Australian plants adapted to resist and recover from fire are becoming threatened by it, as climate change worsens fire weather and drives more frequent and severe wildfires.
A recent study of the striking hairpin banksia (Banksia cunninghamii), in areas of Victoria affected by the 2019-2020 Black Summer bushfires, found the species is threatened with local extinction if fires return to these areas in less than 12 years.
Other, mountainous trees of the region are threatened by fire intervals of less than a human generation.
The paper appears in CSIRO Publishing’s Australian Journal of Botany.
“I think most foresters and forest scientists in Australia are worried about [the effects of climate change],” Director of the CSIRO’s Australian Tree Seed Centre, David Bush, who was not involved in the research, told Cosmos.
“It’s certainly true that things like this banksia could disappear, and there could be some flow on effects from that. That’s not a widespread species, but it’s still … a unique part of the Australian biota.
“But collectively, there are quite a lot of [obligate seeder] species, and to lose a significant proportion of them would be a profound change.”
Like many Banksia species, B. cunninghamii is a “serotinous obligate seeder”. This means it produces woody cone-like fruits, which respond to the heat of fire by opening and releasing seeds.
Obligate seeders do not resprout from their trunks and tend to be killed by fires, relying solely on dropped seed to regenerate.
Bush says that if the conditions are right, the seed will germinate in the months following the fire.
“The problem is that there needs to be seed present for that to happen, obviously, and various species have varying times to sexual maturity.”
If fire returns before the new seedling can reach reproductive maturity, then this cycle is disrupted.
The researchers assessed the recovery of B. cunninghamii populations across 25 locations in Victoria, while considering the severity to which they were burnt in the 2019-2020 bushfires and the time interval between the previous fire.
They found seedlings only grew at sites where B. cunninghamii had had at least 12 years to mature since the last fire.
They also found that, regardless of the preceding fire interval, new seedlings were very scarce in areas that experienced high severity fires – known as crown fires.
“If the fire is big enough to scorch the eucalypt canopy, then it will have scorched the whole crown of the banksias and damaged or incinerated, in some cases, the seed,” explains Bush.
The findings suggest B. cunninghamii is expected to persist only in locations that experience fires of moderate severity, with minimum fire intervals of 12 years. However, as little as 33% of its habitat in East Gippsland has a suitable fire history to support this, rendering its populations vulnerable to fire in the future.

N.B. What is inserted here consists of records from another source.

//! TTL Policy Module
//!
//! Named cache strategies, the category table that picks a strategy for a class of
//! data, and resolution of a strategy or explicit duration into a concrete expiry.

use std::fmt;
use std::str::FromStr;

use chrono::{DateTime, Duration as ChronoDuration, Utc};
use serde::{Deserialize, Serialize};

use crate::error::CacheError;

pub const SECONDS_PER_DAY: u64 = 86_400;

/// Longest TTL ever sent to the backend (ten years).
pub const MAX_TTL_SECONDS: u64 = 3_650 * SECONDS_PER_DAY;

// == Strategy ==
/// A named TTL tier.
#[derive(Debug, Clone, Copy, PartialEq, Eq, PartialOrd, Ord, Hash, Serialize, Deserialize)]
#[serde(rename_all = "SCREAMING_SNAKE_CASE")]
pub enum Strategy {
    NoCache,
    Short,
    Medium,
    Long,
    /// Expires at the next 00:00:00 UTC
    Daily,
    Weekly,
    Monthly,
    Quarterly,
}

impl Strategy {
    pub const ALL: [Strategy; 8] = [
        Strategy::NoCache,
        Strategy::Short,
        Strategy::Medium,
        Strategy::Long,
        Strategy::Daily,
        Strategy::Weekly,
        Strategy::Monthly,
        Strategy::Quarterly,
    ];

    /// Nominal TTL in seconds.
    ///
    /// `Daily` reports a full day here; at set-time it resolves to the seconds
    /// left until midnight instead.
    pub fn ttl_seconds(self) -> u64 {
        match self {
            Strategy::NoCache => 0,
            Strategy::Short => 60,
            Strategy::Medium => 900,
            Strategy::Long => 3_600,
            Strategy::Daily => SECONDS_PER_DAY,
            Strategy::Weekly => 7 * SECONDS_PER_DAY,
            Strategy::Monthly => 30 * SECONDS_PER_DAY,
            Strategy::Quarterly => 90 * SECONDS_PER_DAY,
        }
    }

    pub fn as_str(self) -> &'static str {
        match self {
            Strategy::NoCache => "NO_CACHE",
            Strategy::Short => "SHORT",
            Strategy::Medium => "MEDIUM",
            Strategy::Long => "LONG",
            Strategy::Daily => "DAILY",
            Strategy::Weekly => "WEEKLY",
            Strategy::Monthly => "MONTHLY",
            Strategy::Quarterly => "QUARTERLY",
        }
    }
}

impl fmt::Display for Strategy {
    fn fmt(&self, f: &mut fmt::Formatter<'_>) -> fmt::Result {
        f.write_str(self.as_str())
    }
}

// == Category ==
/// Class of cached data, each with a fixed default strategy.
#[derive(Debug, Clone, Copy, PartialEq, Eq, PartialOrd, Ord, Hash, Serialize, Deserialize)]
#[serde(rename_all = "snake_case")]
pub enum Category {
    MarketData,
    TickerInfo,
    FinancialStatements,
    HistoricalPrices,
    CompanyProfile,
    Recommendations,
    SearchResults,
}

impl Category {
    pub const ALL: [Category; 7] = [
        Category::MarketData,
        Category::TickerInfo,
        Category::FinancialStatements,
        Category::HistoricalPrices,
        Category::CompanyProfile,
        Category::Recommendations,
        Category::SearchResults,
    ];

    pub fn strategy(self) -> Strategy {
        match self {
            Category::MarketData => Strategy::Short,
            Category::TickerInfo => Strategy::Long,
            Category::FinancialStatements => Strategy::Daily,
            Category::HistoricalPrices => Strategy::Daily,
            Category::CompanyProfile => Strategy::Monthly,
            Category::Recommendations => Strategy::Daily,
            Category::SearchResults => Strategy::Short,
        }
    }

    pub fn as_str(self) -> &'static str {
        match self {
            Category::MarketData => "market_data",
            Category::TickerInfo => "ticker_info",
            Category::FinancialStatements => "financial_statements",
            Category::HistoricalPrices => "historical_prices",
            Category::CompanyProfile => "company_profile",
            Category::Recommendations => "recommendations",
            Category::SearchResults => "search_results",
        }
    }
}

/// Unmapped tags are a configuration error, never a silent default.
impl FromStr for Category {
    type Err = CacheError;

    fn from_str(tag: &str) -> Result<Self, Self::Err> {
        Category::ALL
            .into_iter()
            .find(|c| c.as_str() == tag)
            .ok_or_else(|| CacheError::UnknownCategory(tag.to_string()))
    }
}

// == TTL Phrases ==
const TTL_PHRASES: [(&str, u64); 15] = [
    ("30 seconds", 30),
    ("1 minute", 60),
    ("5 minutes", 300),
    ("15 minutes", 900),
    ("30 minutes", 1_800),
    ("1 hour", 3_600),
    ("2 hours", 7_200),
    ("6 hours", 21_600),
    ("12 hours", 43_200),
    ("1 day", SECONDS_PER_DAY),
    ("2 days", 2 * SECONDS_PER_DAY),
    ("1 week", 7 * SECONDS_PER_DAY),
    ("2 weeks", 14 * SECONDS_PER_DAY),
    ("1 month", 30 * SECONDS_PER_DAY),
    ("3 months", 90 * SECONDS_PER_DAY),
];

/// Parses a human TTL such as `"15 minutes"` into seconds.
pub fn parse_ttl_phrase(phrase: &str) -> Result<u64, CacheError> {
    let wanted = phrase.trim().to_ascii_lowercase();
    TTL_PHRASES
        .iter()
        .find(|(p, _)| *p == wanted)
        .map(|(_, secs)| *secs)
        .ok_or_else(|| CacheError::InvalidRequest(format!("unknown TTL phrase '{}'", phrase)))
}

// == Expiry ==
/// Expiry requested for a single write.
#[derive(Debug, Clone, Copy, PartialEq, Eq)]
pub enum Expiry {
    Never,
    Seconds(u64),
    /// Next 00:00:00 UTC, computed when the write happens
    Midnight,
}

impl Expiry {
    /// Concrete TTL at `now`; `None` means no expiry.
    ///
    /// Explicit durations are capped at [`MAX_TTL_SECONDS`].
    pub fn ttl_at(self, now: DateTime<Utc>) -> Option<u64> {
        match self {
            Expiry::Never => None,
            Expiry::Seconds(secs) => Some(secs.min(MAX_TTL_SECONDS)),
            Expiry::Midnight => Some(seconds_until_midnight(now)),
        }
    }
}

/// Seconds from `now` to the next 00:00:00 UTC, never less than one.
pub fn seconds_until_midnight(now: DateTime<Utc>) -> u64 {
    let next_midnight = (now.date_naive() + ChronoDuration::days(1))
        .and_hms_opt(0, 0, 0)
        .map(|naive| naive.and_utc());

    match next_midnight {
        Some(midnight) => (midnight - now).num_seconds().max(1) as u64,
        None => SECONDS_PER_DAY,
    }
}

// == Policy ==
/// What the caller asked for; resolved into an [`Expiry`] at write time.
#[derive(Debug, Clone, Copy, Default, PartialEq, Eq)]
pub struct TtlPolicy {
    /// Explicit TTL in seconds, overrides the strategy
    pub ttl: Option<u64>,
    pub strategy: Option<Strategy>,
    /// Expire at next UTC midnight regardless of ttl/strategy
    pub invalidate_at_midnight: bool,
}

/// Outcome of resolving a policy.
#[derive(Debug, Clone, Copy, PartialEq, Eq)]
pub enum Resolved {
    /// `NO_CACHE`: do not write
    Skip,
    Store(Expiry),
}

impl TtlPolicy {
    pub fn seconds(ttl: u64) -> Self {
        Self {
            ttl: Some(ttl),
            ..Self::default()
        }
    }

    pub fn strategy(strategy: Strategy) -> Self {
        Self {
            strategy: Some(strategy),
            ..Self::default()
        }
    }

    pub fn midnight() -> Self {
        Self {
            invalidate_at_midnight: true,
            ..Self::default()
        }
    }

    pub fn category(category: Category) -> Self {
        Self::strategy(category.strategy())
    }

    /// Midnight flag, then explicit TTL, then strategy, then no expiry.
    ///
    /// An explicit TTL of zero means no expiry.
    pub fn resolve(&self) -> Resolved {
        if self.invalidate_at_midnight {
            return Resolved::Store(Expiry::Midnight);
        }

        if let Some(ttl) = self.ttl {
            return Resolved::Store(if ttl == 0 {
                Expiry::Never
            } else {
                Expiry::Seconds(ttl)
            });
        }

        match self.strategy {
            Some(Strategy::NoCache) => Resolved::Skip,
            Some(Strategy::Daily) => Resolved::Store(Expiry::Midnight),
            Some(other) => Resolved::Store(Expiry::Seconds(other.ttl_seconds())),
            None => Resolved::Store(Expiry::Never),
        }
    }
}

But banksias aren’t the only obligate seeding plants under threat by changing fire regimes
Unlike most eucalypts, which resprout after fire, the alpine ash (Eucalyptus delegatensis) and mountain ash (Eucalyptus regnans) of southeastern Australia regenerate only from seed.
“In the case of the eucalypts, it can be … 15-20 years [to reach sexual maturity],” says Bush.
“So, if you get 2 fires that are more closely spaced than those intervals, then there is no seed to drop down post-fire, and then you’ve got that local population disappearing.
“Taller species, like the ash group, can tolerate sometimes a more intense fire because they’re taller. But then again, if they’ve only had a few years, then they won’t be that tall.”
Climate change is having other impacts too. Bush says that it’s possible that warmer, drier conditions may impact seed production. Dieback from drought, disease, and other compounding stressors is also a threat.
The authors of the B. cunninghamii study recommend multiple management approaches be used to allow seed banks to accumulate and prevent declines towards local extinctions, including managing parts of the landscape to exclude fire until at least after 2032.
“It is possible to do that. Though, of course, it’s costly and it has some environmental consequences of its if its own,” says Bush.
“You often have to do things like preventative burns and … it’s actually very hard to do those in a safe way as we get fewer and fewer days per year where it’s actually cool and the conditions are right.”
Seed banking may be needed to protect to restore populations that do not regenerate following fire.
“In the context of the ash group, quite a bit of thought and study has gone into that in the past,” says Bush.
“Various bodies have had quite big stores of seed – in the tonnes – and they’ve been used because the ashes are economically important source of timber.”
But, according to Bush: “…even though the seed stores are substantial, they aren’t substantial enough to completely reboot really extensive damage like the 2019-2020 bushfires.”
He says its also important to have smaller reserves that completely represent the genetic diversity of each species, to preserve local adaptations and resilience within the genome.
“A certain part of the population might be more resistant to hotter and drier climate … might be actually able to flower earlier,” he explains.
Seed orchards may provide an additional strategy to access this seed in the long-term.
“The idea would be to gather these genetically diverse seeds, then plant them somewhere where they can be protected from fire,” says Bush.
“That would include places like cleared farmland that are suitable for the species.”
In the event of a fire, seed could be aggressively harvested from such plants without further harming natural ecosystems.
“I’m doing a piece of work at the moment … to try and explore what sort of seed stocks would be desirable to have.”